Let’s look at an example. For ease of math, if you have a top-line revenue of $10,000,000, and an EBITDA of $2,000,000, you have an EBITDA percentage of 20%. That means that 20 cents out of every top-line revenue dollar is not spent on cost of goods sold (COGS) or operations (OPEX). Believe it or not, there are some companies that operate in the 50% or higher range of EBITDA, but they are “companies that sell copies,” like software or service providers that have low delivery costs and little cost for inventory. EBITDA margins in the lumber, building material, and building products industries vary by sector. We have seen pure lumber dealers with lots of commodity sales essentially break even, operating at or near 0% EBITDA, or they perform in the low single digits.
As a lumber dealer moves into higher-margin, valued-added services, the EBITDA can climb well into the high teens. Truss and component plants are also putting up solid EBITDA numbers, especially if the operations are automated or have automated elements. For building products companies, EBITDA margins are strong for well-run businesses, often because they may not have the same challenges of weather, inventory, damage/returns, scheduling, and labor. Acquirers aren’t in the business of granting you extra business value just because your workday is full of challenges. They are buying a business for its cash flow, and EBITDA is an expression of that.

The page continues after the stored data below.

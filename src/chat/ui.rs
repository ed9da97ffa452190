//! Chat mode UI components.

use crate::language::Language;
use crate::ui::Style;

use super::conversation::ChatReply;
use super::session::SessionConfig;

const VERSION: &str = env!("CARGO_PKG_VERSION");

pub fn print_header() {
    println!(
        "{} {} - Multilingual Chat",
        Style::header("samvad"),
        Style::version(format!("v{VERSION}"))
    );
    println!(
        "{}",
        Style::secondary(
            "You can chat in English, Hindi, Tamil, Telugu, Kannada or Malayalam. \
             Type 'quit' to leave."
        )
    );
    println!();
}

pub fn print_goodbye() {
    println!("{}", Style::success("Goodbye!"));
}

pub fn print_reply(reply: &ChatReply) {
    println!(
        "{} {}",
        Style::label(format!("bot ({})", reply.language.name())),
        reply.text
    );
    println!();
}

pub fn print_config(config: &SessionConfig) {
    println!("{}", Style::header("Session settings"));
    println!(
        "  {}  {}",
        Style::label("max-history"),
        Style::value(config.max_history)
    );
    println!(
        "  {}     {}",
        Style::label("endpoint"),
        Style::secondary(&config.chat_url)
    );
    println!(
        "  {}    {}",
        Style::label("languages"),
        Style::value(
            Language::ALL
                .iter()
                .map(|lang| lang.name())
                .collect::<Vec<_>>()
                .join(", ")
        )
    );
    println!();
}

pub fn print_help() {
    println!("{}", Style::header("Available commands"));
    println!(
        "  {}  {}",
        Style::command("/config"),
        Style::secondary("Show current session settings")
    );
    println!(
        "  {}    {}",
        Style::command("/help"),
        Style::secondary("Show this help")
    );
    println!(
        "  {}    {}",
        Style::command("/quit"),
        Style::secondary("Leave the conversation (or type 'quit', 'exit', 'bye')")
    );
    println!();
}

pub fn print_error(message: &str) {
    eprintln!("{} {message}", Style::error("Error:"));
    eprintln!();
}
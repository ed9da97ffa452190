mod gateway;

pub use gateway::TranslationGateway;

For the other metrics mentioned above (COGS, customer concentration, gross profit, OPEX), these are the KPIs that are used to determine the value of your business, because their performance feeds the EBITDA. An acquirer may look at the EBITDA performance and perhaps find it lacking. Then they will look at your performance in COGS, customer concentration, gross profit, and OPEX to determine exactly where your performance is subpar. Some acquirers may spot something amiss in those KPIs and not tell you what they see. That latent value may attract them to the deal, which they will buy as a multiple of current EBITDA, then take ownership and immediately improve the EBITDA, thereby driving down the effective multiple they used to make the acquisition. The best way to prepare for an acquisition that avoids this trap is to make sure your KPIs are all performing within the “swim lanes” of business of your size in your area, and focus on EBITDA performance.